TASK — For each line below that contains the string "flags", copy that line.

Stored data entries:
*****

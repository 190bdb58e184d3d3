//! Engine configuration
//!
//! Every tunable that the sampling and reconstruction strategies consume
//! lives here with a documented default, so callers can reproduce or
//! deliberately deviate from the stock behavior.

use serde::{Deserialize, Serialize};

use crate::error::{FieldError, Result};

// ===== Defaults =====

/// Samples a scheduler leaf accumulates before it splits.
pub const DEFAULT_LEAF_CAPACITY: usize = 15;
/// Candidates drawn per leaf and scoring round.
pub const DEFAULT_CANDIDATE_BATCH: usize = 5;
/// Penalty weight applied per sample already in a leaf when scoring.
pub const DEFAULT_SPARSITY_PENALTY: f64 = 0.1;

/// Neighbors consulted by the distance-weighted mapping.
pub const DEFAULT_IDW_NEIGHBORS: usize = 15;
/// Inverse-distance exponent.
pub const DEFAULT_IDW_POWER: i32 = 2;
/// Distance below which a neighbor contributes full weight.
pub const DEFAULT_IDW_OFFSET: f64 = 0.0;

/// Covariance length-scale parameter.
pub const DEFAULT_KRIGING_THETA: f64 = 0.01;
/// Observation count past which the local-neighborhood solve kicks in.
pub const DEFAULT_KRIGING_LOCAL_K: usize = 64;
/// Diagonal jitter added for numerical stability.
pub const DEFAULT_KRIGING_JITTER: f64 = 1e-8;

/// Repeat draws per cell for the stochastic model.
pub const DEFAULT_STOCHASTIC_REPEATS: usize = 200;
/// Prior win probability for unvisited cells.
pub const DEFAULT_STOCHASTIC_PRIOR: f64 = 0.315;
/// Shrinkage applied to raw per-cell estimates, toward the prior.
pub const DEFAULT_STOCHASTIC_SHRINK: f64 = 0.3;

// ===== Grid / budget =====

/// Fixed run parameters: dimensionality, per-axis grid size and the total
/// query budget. Immutable for the lifetime of one run.
#[derive(Debug, Clone, Copy, PartialEq, Eq, Serialize, Deserialize)]
pub struct GridConfig {
    pub dimensions: usize,
    pub dimension_size: i64,
    pub total_queries: usize,
}

impl GridConfig {
    pub fn new(dimensions: usize, dimension_size: i64, total_queries: usize) -> Self {
        Self {
            dimensions,
            dimension_size,
            total_queries,
        }
    }

    pub fn validate(&self) -> Result<()> {
        if self.dimensions == 0 {
            return Err(FieldError::InvalidConfig(
                "grid must have at least one dimension".into(),
            ));
        }
        if self.dimension_size < 1 {
            return Err(FieldError::InvalidConfig(format!(
                "dimension size must be positive, got {}",
                self.dimension_size
            )));
        }
        if self.total_queries == 0 {
            return Err(FieldError::InvalidConfig(
                "query budget must be positive".into(),
            ));
        }
        Ok(())
    }

    /// Total number of grid points, saturating on overflow.
    pub fn total_points(&self) -> u64 {
        (self.dimension_size as u64).saturating_pow(self.dimensions as u32)
    }
}

// ===== Scheduler =====

/// Tunables for the adaptive spatial-partition scheduler.
#[derive(Debug, Clone, PartialEq, Serialize, Deserialize)]
pub struct SchedulerConfig {
    /// Leaf bucket size that triggers a split when exceeded.
    pub leaf_capacity: usize,

    /// Candidates drawn from each leaf per scoring round.
    pub candidate_batch: usize,

    /// Per-sample crowding penalty in the novelty score.
    pub sparsity_penalty: f64,

    /// Seed for candidate randomness; `None` draws from entropy.
    #[serde(skip_serializing_if = "Option::is_none")]
    pub seed: Option<u64>,
}

impl Default for SchedulerConfig {
    fn default() -> Self {
        Self {
            leaf_capacity: DEFAULT_LEAF_CAPACITY,
            candidate_batch: DEFAULT_CANDIDATE_BATCH,
            sparsity_penalty: DEFAULT_SPARSITY_PENALTY,
            seed: None,
        }
    }
}

impl SchedulerConfig {
    pub fn with_leaf_capacity(mut self, capacity: usize) -> Self {
        self.leaf_capacity = capacity.max(1);
        self
    }

    pub fn with_candidate_batch(mut self, batch: usize) -> Self {
        self.candidate_batch = batch.max(1);
        self
    }

    pub fn with_seed(mut self, seed: u64) -> Self {
        self.seed = Some(seed);
        self
    }
}

// ===== Mappings =====

/// Tunables for the distance-weighted (IDW) mapping.
#[derive(Debug, Clone, PartialEq, Serialize, Deserialize)]
pub struct IdwConfig {
    /// Nearest observations contributing to each prediction.
    pub max_neighbors: usize,

    /// Exponent of the inverse-distance weight.
    pub power: i32,

    /// Neighbors closer than this contribute weight 1.0.
    pub offset: f64,
}

impl Default for IdwConfig {
    fn default() -> Self {
        Self {
            max_neighbors: DEFAULT_IDW_NEIGHBORS,
            power: DEFAULT_IDW_POWER,
            offset: DEFAULT_IDW_OFFSET,
        }
    }
}

impl IdwConfig {
    pub fn with_max_neighbors(mut self, k: usize) -> Self {
        self.max_neighbors = k.max(1);
        self
    }

    pub fn with_power(mut self, power: i32) -> Self {
        self.power = power;
        self
    }

    pub fn with_offset(mut self, offset: f64) -> Self {
        self.offset = offset;
        self
    }
}

/// Tunables for the covariance-based (Kriging) mapping.
#[derive(Debug, Clone, PartialEq, Serialize, Deserialize)]
pub struct KrigingConfig {
    /// Covariance length scale in `exp(-theta * d^2)`.
    pub theta: f64,

    /// Restrict each solve to the nearest `local_k` observations once the
    /// observation count exceeds `local_k`.
    pub local_neighborhood: bool,

    /// Neighborhood size for the local solve.
    pub local_k: usize,

    /// Diagonal jitter; escalated once on a singular solve before the
    /// failure is surfaced.
    pub jitter: f64,

    /// Per-axis wrap-around flags. Empty means no axis is periodic.
    #[serde(default, skip_serializing_if = "Vec::is_empty")]
    pub periodic: Vec<bool>,
}

impl Default for KrigingConfig {
    fn default() -> Self {
        Self {
            theta: DEFAULT_KRIGING_THETA,
            local_neighborhood: true,
            local_k: DEFAULT_KRIGING_LOCAL_K,
            jitter: DEFAULT_KRIGING_JITTER,
            periodic: Vec::new(),
        }
    }
}

impl KrigingConfig {
    pub fn with_theta(mut self, theta: f64) -> Self {
        self.theta = theta;
        self
    }

    pub fn with_local_k(mut self, k: usize) -> Self {
        self.local_k = k.max(1);
        self
    }

    pub fn with_local_neighborhood(mut self, enabled: bool) -> Self {
        self.local_neighborhood = enabled;
        self
    }

    pub fn with_periodic(mut self, periodic: Vec<bool>) -> Self {
        self.periodic = periodic;
        self
    }

    pub fn validate(&self, dimensions: usize) -> Result<()> {
        if self.theta <= 0.0 {
            return Err(FieldError::InvalidConfig(format!(
                "theta must be positive, got {}",
                self.theta
            )));
        }
        if !self.periodic.is_empty() && self.periodic.len() != dimensions {
            return Err(FieldError::InvalidConfig(format!(
                "periodic flags cover {} axes, grid has {}",
                self.periodic.len(),
                dimensions
            )));
        }
        Ok(())
    }
}

// ===== Stochastic model =====

/// Tunables for the repeat-sampling model used against Bernoulli oracles.
#[derive(Debug, Clone, PartialEq, Serialize, Deserialize)]
pub struct StochasticConfig {
    /// Draws spent on one scheduler cell before moving on.
    pub repeats_per_cell: usize,

    /// Prior win probability reported for unvisited cells.
    pub prior: f64,

    /// Blend factor between the raw estimate and the prior.
    pub shrink: f64,

    /// Axes mirrored with periodic images when the interpolator is built.
    #[serde(default, skip_serializing_if = "Vec::is_empty")]
    pub periodic: Vec<bool>,

    /// Scheduler driving the scaled-down cell grid.
    pub scheduler: SchedulerConfig,
}

impl Default for StochasticConfig {
    fn default() -> Self {
        Self {
            repeats_per_cell: DEFAULT_STOCHASTIC_REPEATS,
            prior: DEFAULT_STOCHASTIC_PRIOR,
            shrink: DEFAULT_STOCHASTIC_SHRINK,
            periodic: Vec::new(),
            scheduler: SchedulerConfig::default().with_leaf_capacity(30),
        }
    }
}

impl StochasticConfig {
    pub fn with_prior(mut self, prior: f64) -> Self {
        self.prior = prior;
        self
    }

    pub fn with_repeats(mut self, repeats: usize) -> Self {
        self.repeats_per_cell = repeats.max(1);
        self
    }

    pub fn with_periodic(mut self, periodic: Vec<bool>) -> Self {
        self.periodic = periodic;
        self
    }
}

*****

ANSWER FOR THIS EXERCISE —
    /// Per-axis wrap-around flags. Empty means no axis is periodic.
                "periodic flags cover {} axes, grid has {}",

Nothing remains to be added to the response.